In the beginning of that page the authors give the definition of what it means two root systems to be isomorphic:

Definition 1:
Two root systems $R_1$ and $R_2$ in the real inner product spaces $E_1$ and $E_2$ respectively are isomorphic if there is a vector space isomorphism $\phi:E_1\to E_2$ such that:
(a) $\phi(R_1)=R_2$,
(b) $\color{brown}{ \text{ for any two roots }\alpha,\beta\in R_1, \ \langle\alpha,\beta\rangle=\langle\phi(\alpha),\phi(\beta)\rangle}$.

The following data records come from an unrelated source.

impl DeliveryTarget {
    pub fn kind(&self) -> &'static str {
        match self {
            DeliveryTarget::Email(_) => "email",
            DeliveryTarget::Ftp(_) => "ftp",
            DeliveryTarget::Storage => "storage",
        }
    }

    /// Copy with credentials removed.
    pub fn redacted(&self) -> DeliveryTarget {
        match self {
            DeliveryTarget::Ftp(target) => DeliveryTarget::Ftp(FtpTarget {
                password: String::new(),
                ..target.clone()
            }),
            other => other.clone(),
        }
    }

    /// Keep `stored`'s FTP password when this target leaves it blank for the
    /// same host and account.
    pub fn inherit_password(&mut self, stored: &DeliveryTarget) {
        if let (DeliveryTarget::Ftp(next), DeliveryTarget::Ftp(prev)) = (self, stored) {
            if next.password.is_empty() && next.host == prev.host && next.username == prev.username
            {
                next.password = prev.password.clone();
            }
        }
    }

    fn validate_inner(&self) -> Result<(), validator::ValidationErrors> {
        match self {
            DeliveryTarget::Email(target) => target.validate(),
            DeliveryTarget::Ftp(target) => target.validate(),
            DeliveryTarget::Storage => Ok(()),
        }
    }
}

/// Controls how the artifact file name is stamped.
#[derive(Debug, Clone, Copy, PartialEq, Eq, Default, Serialize, Deserialize)]
#[serde(rename_all = "camelCase")]
pub struct FileNameOptions {
    #[serde(default)]
    pub stamp_date: bool,
    #[serde(default)]
    pub stamp_time: bool,
}

/// Recurrence settings of a report.
#[derive(Debug, Clone, PartialEq, Eq, Serialize, Deserialize, Validate)]
#[serde(rename_all = "camelCase")]
pub struct Schedule {
    #[validate(custom(function = "validate_cron_shape"))]
    pub cron: String,

    #[validate(custom(function = "validate_timezone"))]
    pub timezone: String,

    /// Runs before this instant are skipped by the due-report poller.
    #[serde(default)]
    pub start_at: Option<DateTime<Utc>>,

    /// Runs after this instant are skipped by the due-report poller.
    #[serde(default)]
    pub end_at: Option<DateTime<Utc>>,
}

impl Schedule {
    /// Whether `now` falls inside the optional start/end bounds.
    pub fn in_window(&self, now: DateTime<Utc>) -> bool {
        self.start_at.map_or(true, |start| now >= start)
            && self.end_at.map_or(true, |end| now <= end)
    }
}

/// A saved report definition.
#[derive(Debug, Clone, PartialEq, Serialize, Deserialize)]
#[serde(rename_all = "camelCase")]
pub struct ReportDefinition {
    pub id: i64,
    pub org_id: i64,
    pub owner_user_id: i64,
    /// Immutable after creation.
    pub dashboard_id: i64,
    pub dashboard_uid: String,
    pub name: String,
    pub format: ReportFormat,
    pub layout: ReportLayout,
    pub orientation: Orientation,
    pub theme: Theme,
    /// Overrides the dashboard's own default time range when set.
    pub time_range: Option<TimeRange>,
    /// Template-variable filter expression appended to the dashboard URL,
    /// e.g. `var-host=web01&var-env=prod`.
    pub filters: Option<String>,
    /// Panel to export for CSV/XLS.
    pub panel_id: Option<i64>,
    pub delivery: DeliveryTarget,
    pub file_name: FileNameOptions,
    pub enabled: bool,
    pub schedule: Schedule,
    pub next_run_at: Option<DateTime<Utc>>,
    pub last_run_at: Option<DateTime<Utc>>,
    pub created_at: DateTime<Utc>,
    pub updated_at: DateTime<Utc>,
}

impl ReportDefinition {
    /// Artifact file name, stamped per the definition's file-name options.
    pub fn artifact_file_name(&self, at: DateTime<Utc>) -> String {
        let mut base: String = self
            .name
            .chars()
            .map(|c| {
                if c.is_alphanumeric() || c == '-' || c == '_' {
                    c
                } else {
                    '_'
                }
            })
            .collect();
        if base.is_empty() {
            base.push_str("report");
        }
        if self.file_name.stamp_date {
            base.push_str(&at.format("_%Y-%m-%d").to_string());
        }
        if self.file_name.stamp_time {
            base.push_str(&at.format("_%H-%M-%S").to_string());
        }
        format!("{}.{}", base, self.format.extension())
    }

    /// Copy safe to return to API callers.
    pub fn redacted(mut self) -> Self {
        self.delivery = self.delivery.redacted();
        self
    }

    /// Whether the poller should fire this report at `now`.
    pub fn is_due(&self, now: DateTime<Utc>) -> bool {
        self.enabled
            && self.schedule.in_window(now)
            && self.next_run_at.map_or(false, |next| next <= now)
    }
}

fn validate_delivery(target: &DeliveryTarget) -> Result<(), validator::ValidationError> {
    target.validate_inner().map_err(|errors| {
        let mut err = validator::ValidationError::new("delivery_invalid");
        err.message = Some(errors.to_string().into());
        err
    })
}

/// Request payload for creating a report definition.
#[derive(Debug, Clone, Deserialize, Validate)]
#[serde(rename_all = "camelCase")]
pub struct CreateReportRequest {
    #[validate(length(min = 1, max = 190, message = "Name must be 1-190 characters"))]
    pub name: String,

    pub dashboard_id: i64,

    #[validate(length(min = 1, max = 40, message = "Dashboard UID must be 1-40 characters"))]
    pub dashboard_uid: String,

    pub format: ReportFormat,

    #[serde(default)]
    pub layout: ReportLayout,

    #[serde(default)]
    pub orientation: Orientation,

    #[serde(default)]
    pub theme: Theme,

    #[serde(default)]
    pub time_range: Option<TimeRange>,

    #[validate(length(max = 2048, message = "Filters must be at most 2048 characters"))]
    #[serde(default)]
    pub filters: Option<String>,

    #[serde(default)]
    pub panel_id: Option<i64>,

    #[validate(custom(function = "validate_delivery"))]
    pub delivery: DeliveryTarget,

    #[serde(default)]
    pub file_name: FileNameOptions,

    #[serde(default = "default_enabled")]
    pub enabled: bool,

    #[validate(nested)]
    pub schedule: Schedule,
}

/// Request payload for updating a report definition.
///
/// Carries the full definition; `dashboard_id` must equal the stored one.
#[derive(Debug, Clone, Deserialize, Validate)]
#[serde(rename_all = "camelCase")]
pub struct UpdateReportRequest {
    #[validate(length(min = 1, max = 190, message = "Name must be 1-190 characters"))]
    pub name: String,

    pub dashboard_id: i64,

    pub format: ReportFormat,

    #[serde(default)]
    pub layout: ReportLayout,

    #[serde(default)]
    pub orientation: Orientation,

    #[serde(default)]
    pub theme: Theme,

    #[serde(default)]
    pub time_range: Option<TimeRange>,

    #[validate(length(max = 2048, message = "Filters must be at most 2048 characters"))]
    #[serde(default)]
    pub filters: Option<String>,

    #[serde(default)]
    pub panel_id: Option<i64>,

    #[validate(custom(function = "validate_delivery"))]
    pub delivery: DeliveryTarget,

    #[serde(default)]
    pub file_name: FileNameOptions,

    #[serde(default = "default_enabled")]
    pub enabled: bool,

    #[validate(nested)]
    pub schedule: Schedule,
}

fn default_enabled() -> bool {
    true
}

/// Definition fields accepted by the store on insert.
#[derive(Debug, Clone)]
pub struct NewReport {
    pub org_id: i64,
    pub owner_user_id: i64,
    pub request: CreateReportRequest,
    pub next_run_at: Option<DateTime<Utc>>,
}

/// Filter for searching report definitions within an org.
#[derive(Debug, Clone, Default, Deserialize)]
#[serde(rename_all = "camelCase")]
pub struct ReportQuery {
    #[serde(skip)]
    pub org_id: i64,
    pub user_id: Option<i64>,
    /// Case-insensitive substring match on the name.
    pub name: Option<String>,
    pub dashboard_id: Option<i64>,
}

impl ReportQuery {
    pub fn matches(&self, report: &ReportDefinition) -> bool {
        report.org_id == self.org_id
            && self.user_id.map_or(true, |u| report.owner_user_id == u)
            && self.dashboard_id.map_or(true, |d| report.dashboard_id == d)
            && self.name.as_ref().map_or(true, |needle| {
                report
                    .name
                    .to_lowercase()
                    .contains(&needle.to_lowercase())
            })
    }
}

/// Request body for bulk operations (delete/enable/disable).
#[derive(Debug, Clone, Deserialize, Validate)]
pub struct ReportIdsRequest {
    #[validate(length(min = 1, max = 100, message = "Between 1 and 100 ids are required"))]
    pub ids: Vec<i64>,
}

#[cfg(test)]
pub(crate) mod fixtures {
    use super::*;

    pub fn create_request(name: &str, dashboard_id: i64) -> CreateReportRequest {
        CreateReportRequest {
            name: name.to_string(),
            dashboard_id,
            dashboard_uid: format!("dash-{}", dashboard_id),
            format: ReportFormat::Pdf,
            layout: ReportLayout::Simple,
            orientation: Orientation::Landscape,
            theme: Theme::Light,
            time_range: None,
            filters: None,
            panel_id: None,
            delivery: DeliveryTarget::Email(EmailTarget {
                recipients: vec!["ops@example.com".to_string()],
                subject: "Weekly".to_string(),
                message: "See attached".to_string(),
                reply_to: None,
            }),
            file_name: FileNameOptions::default(),
            enabled: true,
            schedule: Schedule {
                cron: "0 9 * * 1".to_string(),
                timezone: "America/New_York".to_string(),
                start_at: None,
                end_at: None,
            },
        }
    }
}
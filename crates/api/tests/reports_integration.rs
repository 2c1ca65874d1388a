//! Integration tests for report definition endpoints.

mod common;

use axum::body::Body;
use axum::http::{Method, Request, StatusCode};
use common::{
    create_report, get_request, json_request, json_request_as, report_body, send, test_app,
    TestAppBuilder, ORG, USER,
};
use domain::models::DeliveryTarget;
use domain::services::MockTenantService;
use serde_json::json;

// ============================================================================
// Creation
// ============================================================================

#[tokio::test]
async fn test_create_report_success() {
    let app = test_app();

    let (status, body) = send(
        &app,
        json_request(Method::POST, "/api/v1/reports", &report_body("Weekly", 10)),
    )
    .await;

    assert_eq!(status, StatusCode::CREATED);
    assert_eq!(body["name"], "Weekly");
    assert_eq!(body["orgId"], ORG);
    assert_eq!(body["ownerUserId"], USER);
    assert_eq!(body["enabled"], true);
    assert_eq!(body["layout"], "simple");
    assert!(body["nextRunAt"].is_string());
}

#[tokio::test]
async fn test_create_requires_caller_headers() {
    let app = test_app();
    let request = Request::builder()
        .method(Method::POST)
        .uri("/api/v1/reports")
        .header("content-type", "application/json")
        .body(Body::from(report_body("Weekly", 10).to_string()))
        .unwrap();

    let (status, body) = send(&app, request).await;
    assert_eq!(status, StatusCode::UNAUTHORIZED);
    assert_eq!(body["error"], "unauthorized");
}

#[tokio::test]
async fn test_create_duplicate_name_conflicts() {
    let app = test_app();
    create_report(&app, "Weekly", 10).await;

    let (status, body) = send(
        &app,
        json_request(Method::POST, "/api/v1/reports", &report_body("Weekly", 10)),
    )
    .await;
    assert_eq!(status, StatusCode::CONFLICT);
    assert_eq!(body["error"], "conflict");

    // Same name on another dashboard is fine.
    create_report(&app, "Weekly", 11).await;
}

#[tokio::test]
async fn test_create_invalid_cron_rejected() {
    let app = test_app();
    let mut body = report_body("Broken", 10);
    body["schedule"]["cron"] = json!("61 * * * *");

    let (status, body) = send(&app, json_request(Method::POST, "/api/v1/reports", &body)).await;
    assert_eq!(status, StatusCode::BAD_REQUEST);
    assert_eq!(body["error"], "validation_error");
}

#[tokio::test]
async fn test_create_invalid_timezone_rejected() {
    let app = test_app();
    let mut body = report_body("Broken", 10);
    body["schedule"]["timezone"] = json!("Mars/Olympus");

    let (status, _) = send(&app, json_request(Method::POST, "/api/v1/reports", &body)).await;
    assert_eq!(status, StatusCode::BAD_REQUEST);
}

#[tokio::test]
async fn test_trial_quota_enforced() {
    let app = test_app();
    for i in 0..5 {
        create_report(&app, &format!("Report {}", i), 10).await;
    }

    let (status, body) = send(
        &app,
        json_request(Method::POST, "/api/v1/reports", &report_body("One too many", 10)),
    )
    .await;
    assert_eq!(status, StatusCode::FORBIDDEN);
    assert_eq!(body["error"], "forbidden");
    // Quota bootstrapped once, then served from the cache.
    assert_eq!(app.tenants.calls(), 1);
}

#[tokio::test]
async fn test_tenant_service_outage_is_unavailable() {
    let app = TestAppBuilder::default()
        .tenant_service(MockTenantService::unavailable())
        .build();

    let (status, _) = send(
        &app,
        json_request(Method::POST, "/api/v1/reports", &report_body("Weekly", 10)),
    )
    .await;
    assert_eq!(status, StatusCode::SERVICE_UNAVAILABLE);
}

#[tokio::test]
async fn test_admin_quota_override_allows_more_reports() {
    let app = test_app();
    let (status, body) = send(
        &app,
        json_request(
            Method::PUT,
            &format!("/api/v1/admin/tenants/{}/quota", ORG),
            &json!({ "subscription": "licensed", "maxReports": 1 }),
        ),
    )
    .await;
    assert_eq!(status, StatusCode::OK);
    assert_eq!(body["maxReports"], 1);

    create_report(&app, "Only", 10).await;
    let (status, _) = send(
        &app,
        json_request(Method::POST, "/api/v1/reports", &report_body("Second", 10)),
    )
    .await;
    assert_eq!(status, StatusCode::FORBIDDEN);
    assert_eq!(app.tenants.calls(), 0);
}

#[tokio::test]
async fn test_offboard_unknown_tenant_is_not_found() {
    let app = test_app();
    let request = Request::builder()
        .method(Method::DELETE)
        .uri("/api/v1/admin/tenants/999")
        .body(Body::empty())
        .unwrap();
    let (status, _) = send(&app, request).await;
    assert_eq!(status, StatusCode::NOT_FOUND);
}

// ============================================================================
// Reads and updates
// ============================================================================

#[tokio::test]
async fn test_get_report_scoped_to_org() {
    let app = test_app();
    let id = create_report(&app, "Weekly", 10).await;

    let (status, body) = send(&app, get_request(&format!("/api/v1/reports/{}", id))).await;
    assert_eq!(status, StatusCode::OK);
    assert_eq!(body["id"], id);

    let other_org = Request::builder()
        .uri(format!("/api/v1/reports/{}", id))
        .header("X-Org-Id", "8")
        .header("X-User-Id", "1")
        .body(Body::empty())
        .unwrap();
    let (status, _) = send(&app, other_org).await;
    assert_eq!(status, StatusCode::NOT_FOUND);
}

#[tokio::test]
async fn test_search_filters() {
    let app = test_app();
    create_report(&app, "Weekly sales", 10).await;
    create_report(&app, "Daily ops", 11).await;
    let (status, _) = send(
        &app,
        json_request_as(
            Method::POST,
            "/api/v1/reports",
            &report_body("Weekly ops", 10),
            ORG,
            USER + 1,
        ),
    )
    .await;
    assert_eq!(status, StatusCode::CREATED);

    let (_, body) = send(&app, get_request("/api/v1/reports?name=WEEKLY")).await;
    assert_eq!(body["reports"].as_array().unwrap().len(), 2);

    let (_, body) = send(&app, get_request("/api/v1/reports?dashboardId=11")).await;
    assert_eq!(body["reports"].as_array().unwrap().len(), 1);

    let (_, body) = send(
        &app,
        get_request(&format!("/api/v1/reports?userId={}", USER + 1)),
    )
    .await;
    assert_eq!(body["reports"][0]["name"], "Weekly ops");

    let (_, body) = send(&app, get_request("/api/v1/reports/dashboards?ids=10,11")).await;
    assert_eq!(body["reports"].as_array().unwrap().len(), 3);
}

#[tokio::test]
async fn test_update_cannot_move_dashboard() {
    let app = test_app();
    let id = create_report(&app, "Weekly", 10).await;

    let mut body = report_body("Renamed", 99);
    body["enabled"] = json!(true);
    let (status, _) = send(
        &app,
        json_request(Method::PUT, &format!("/api/v1/reports/{}", id), &body),
    )
    .await;
    assert_eq!(status, StatusCode::BAD_REQUEST);

    let (status, updated) = send(
        &app,
        json_request(
            Method::PUT,
            &format!("/api/v1/reports/{}", id),
            &report_body("Renamed", 10),
        ),
    )
    .await;
    assert_eq!(status, StatusCode::OK);
    assert_eq!(updated["name"], "Renamed");
}

#[tokio::test]
async fn test_enable_disable_and_delete() {
    let app = test_app();
    let a = create_report(&app, "A", 10).await;
    let b = create_report(&app, "B", 10).await;

    let (status, body) = send(
        &app,
        json_request(Method::POST, "/api/v1/reports/disable", &json!({ "ids": [a, b] })),
    )
    .await;
    assert_eq!(status, StatusCode::OK);
    assert_eq!(body["affected"], 2);

    let (_, report) = send(&app, get_request(&format!("/api/v1/reports/{}", a))).await;
    assert_eq!(report["enabled"], false);

    let (_, body) = send(
        &app,
        json_request(Method::POST, "/api/v1/reports/enable", &json!({ "ids": [a, 9999] })),
    )
    .await;
    assert_eq!(body["affected"], 1);

    let (status, body) = send(
        &app,
        json_request(Method::DELETE, "/api/v1/reports", &json!({ "ids": [a, b] })),
    )
    .await;
    assert_eq!(status, StatusCode::OK);
    assert_eq!(body["affected"], 2);

    let (status, _) = send(&app, get_request(&format!("/api/v1/reports/{}", a))).await;
    assert_eq!(status, StatusCode::NOT_FOUND);
}

#[tokio::test]
async fn test_bulk_requires_ids() {
    let app = test_app();
    let (status, _) = send(
        &app,
        json_request(Method::DELETE, "/api/v1/reports", &json!({ "ids": [] })),
    )
    .await;
    assert_eq!(status, StatusCode::BAD_REQUEST);
}

// ============================================================================
// Delivery credentials
// ============================================================================

fn ftp_report_body(name: &str, password: &str, protocol: &str) -> serde_json::Value {
    let mut body = report_body(name, 10);
    body["delivery"] = json!({
        "type": "ftp",
        "host": "ftp.example.com",
        "port": 21,
        "username": "reports",
        "password": password,
        "protocol": protocol,
        "directory": "/weekly"
    });
    body
}

#[tokio::test]
async fn test_ftp_password_never_returned() {
    let app = test_app();

    let (status, created) = send(
        &app,
        json_request(
            Method::POST,
            "/api/v1/reports",
            &ftp_report_body("Weekly", "hunter2", "ftp"),
        ),
    )
    .await;
    assert_eq!(status, StatusCode::CREATED);
    assert_eq!(created["delivery"]["host"], "ftp.example.com");
    assert!(created["delivery"].get("password").is_none());
    let id = created["id"].as_i64().unwrap();

    let responses = vec![
        send(&app, get_request(&format!("/api/v1/reports/{}", id))).await.1,
        send(&app, get_request("/api/v1/reports")).await.1,
        send(&app, get_request("/api/v1/reports/dashboards?ids=10")).await.1,
    ];
    for body in &responses {
        assert!(!body.to_string().contains("hunter2"), "leaked: {}", body);
    }

    // An edit that leaves the password blank keeps the stored one.
    let edit = ftp_report_body("Weekly renamed", "", "ftp");
    let (status, updated) = send(
        &app,
        json_request(Method::PUT, &format!("/api/v1/reports/{}", id), &edit),
    )
    .await;
    assert_eq!(status, StatusCode::OK);
    assert!(!updated.to_string().contains("hunter2"));

    let stored = app
        .state
        .report_store
        .find_by_id(ORG, id)
        .await
        .unwrap()
        .unwrap();
    match stored.delivery {
        DeliveryTarget::Ftp(target) => assert_eq!(target.password, "hunter2"),
        other => panic!("unexpected delivery: {:?}", other),
    }
}

#[tokio::test]
async fn test_sftp_delivery_rejected_on_create() {
    let app = test_app();
    let (status, body) = send(
        &app,
        json_request(
            Method::POST,
            "/api/v1/reports",
            &ftp_report_body("Weekly", "secret", "sftp"),
        ),
    )
    .await;
    assert_eq!(status, StatusCode::BAD_REQUEST);
    assert_eq!(body["error"], "validation_error");
    assert!(body["message"].as_str().unwrap().contains("SFTP"));
}
pub mod app;
pub mod config;
pub mod error;
pub mod extractors;
pub mod jobs;
pub mod middleware;
pub mod routes;
pub mod services;
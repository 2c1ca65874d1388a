//! Report definition entity (`report_data` joined with `report_scheduler`).

use chrono::{DateTime, Utc};
use sqlx::types::Json;
use sqlx::FromRow;

use domain::error::RepositoryError;
use domain::models::{DeliveryTarget, FileNameOptions, ReportDefinition, Schedule, TimeRange};

/// Columns selected for a [`ReportEntity`]; expects aliases `r` and `s`.
pub const REPORT_COLUMNS: &str = r#"
    r.id, r.org_id, r.user_id, r.dashboard_id, r.dashboard_uid, r.name,
    r.format, r.layout, r.orientation, r.theme, r.time_from, r.time_to,
    r.filters, r.panel_id, r.delivery, r.stamp_date, r.stamp_time, r.enabled,
    r.created_at, r.updated_at,
    s.cron, s.timezone, s.start_at, s.end_at, s.next_run_at, s.last_run_at
"#;

/// Database row of a report with its schedule.
#[derive(Debug, Clone, FromRow)]
pub struct ReportEntity {
    pub id: i64,
    pub org_id: i64,
    pub user_id: i64,
    pub dashboard_id: i64,
    pub dashboard_uid: String,
    pub name: String,
    pub format: String,
    pub layout: String,
    pub orientation: String,
    pub theme: String,
    pub time_from: Option<String>,
    pub time_to: Option<String>,
    pub filters: Option<String>,
    pub panel_id: Option<i64>,
    pub delivery: Json<DeliveryTarget>,
    pub stamp_date: bool,
    pub stamp_time: bool,
    pub enabled: bool,
    pub created_at: DateTime<Utc>,
    pub updated_at: DateTime<Utc>,
    pub cron: String,
    pub timezone: String,
    pub start_at: Option<DateTime<Utc>>,
    pub end_at: Option<DateTime<Utc>>,
    pub next_run_at: Option<DateTime<Utc>>,
    pub last_run_at: Option<DateTime<Utc>>,
}

impl TryFrom<ReportEntity> for ReportDefinition {
    type Error = RepositoryError;

    fn try_from(entity: ReportEntity) -> Result<Self, Self::Error> {
        let time_range = match (entity.time_from, entity.time_to) {
            (Some(from), Some(to)) => Some(TimeRange { from, to }),
            _ => None,
        };

        Ok(Self {
            id: entity.id,
            org_id: entity.org_id,
            owner_user_id: entity.user_id,
            dashboard_id: entity.dashboard_id,
            dashboard_uid: entity.dashboard_uid,
            name: entity.name,
            format: entity.format.parse().map_err(RepositoryError::Corrupt)?,
            layout: entity.layout.parse().map_err(RepositoryError::Corrupt)?,
            orientation: entity.orientation.parse().map_err(RepositoryError::Corrupt)?,
            theme: entity.theme.parse().map_err(RepositoryError::Corrupt)?,
            time_range,
            filters: entity.filters,
            panel_id: entity.panel_id,
            delivery: entity.delivery.0,
            file_name: FileNameOptions {
                stamp_date: entity.stamp_date,
                stamp_time: entity.stamp_time,
            },
            enabled: entity.enabled,
            schedule: Schedule {
                cron: entity.cron,
                timezone: entity.timezone,
                start_at: entity.start_at,
                end_at: entity.end_at,
            },
            next_run_at: entity.next_run_at,
            last_run_at: entity.last_run_at,
            created_at: entity.created_at,
            updated_at: entity.updated_at,
        })
    }
}

#[cfg(test)]
mod tests {
    use super::*;
    use domain::models::{ReportFormat, Theme};

    fn entity() -> ReportEntity {
        ReportEntity {
            id: 1,
            org_id: 2,
            user_id: 3,
            dashboard_id: 4,
            dashboard_uid: "abc".to_string(),
            name: "Weekly".to_string(),
            format: "xls".to_string(),
            layout: "grid".to_string(),
            orientation: "landscape".to_string(),
            theme: "dark".to_string(),
            time_from: Some("now-7d".to_string()),
            time_to: Some("now".to_string()),
            filters: None,
            panel_id: Some(5),
            delivery: Json(DeliveryTarget::Storage),
            stamp_date: true,
            stamp_time: false,
            enabled: true,
            created_at: Utc::now(),
            updated_at: Utc::now(),
            cron: "0 9 * * 1".to_string(),
            timezone: "UTC".to_string(),
            start_at: None,
            end_at: None,
            next_run_at: Some(Utc::now()),
            last_run_at: None,
        }
    }

    #[test]
    fn test_entity_to_report() {
        let report = ReportDefinition::try_from(entity()).unwrap();
        assert_eq!(report.owner_user_id, 3);
        assert_eq!(report.format, ReportFormat::Xls);
        assert_eq!(report.theme, Theme::Dark);
        assert_eq!(report.time_range, Some(TimeRange::new("now-7d", "now")));
        assert!(report.file_name.stamp_date);
        assert_eq!(report.schedule.cron, "0 9 * * 1");
    }

    #[test]
    fn test_partial_time_range_is_none() {
        let mut e = entity();
        e.time_to = None;
        assert!(ReportDefinition::try_from(e).unwrap().time_range.is_none());
    }

    #[test]
    fn test_unknown_format_is_corrupt() {
        let mut e = entity();
        e.format = "docx".to_string();
        assert!(matches!(
            ReportDefinition::try_from(e),
            Err(RepositoryError::Corrupt(_))
        ));
    }
}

In the end of that page the authors prove a proposition saying that if the Dynkin diagrams of two root systems $R_1$ and $R_2$ are the same then the root systems are isomorphic.The proof begins as follows:

We may choose bases $B_1 = \{\alpha_1,\ldots , \alpha_\ell\}$ in $R_1$ and $B_2 = \{\alpha'_1,\ldots , \alpha'_\ell\}$ in $R_2$ so that for all $i, j$ one has $\langle \alpha_i,\alpha_j\rangle =\langle \alpha'_i,\alpha'_j\rangle$. Let $\phi: E \to E$ be the linear map which maps $\alpha_i$ to $\alpha'_i$. By definition, this is a vector space isomorphism satisfying $\color{brown}{\text{condition } 1(b)}$.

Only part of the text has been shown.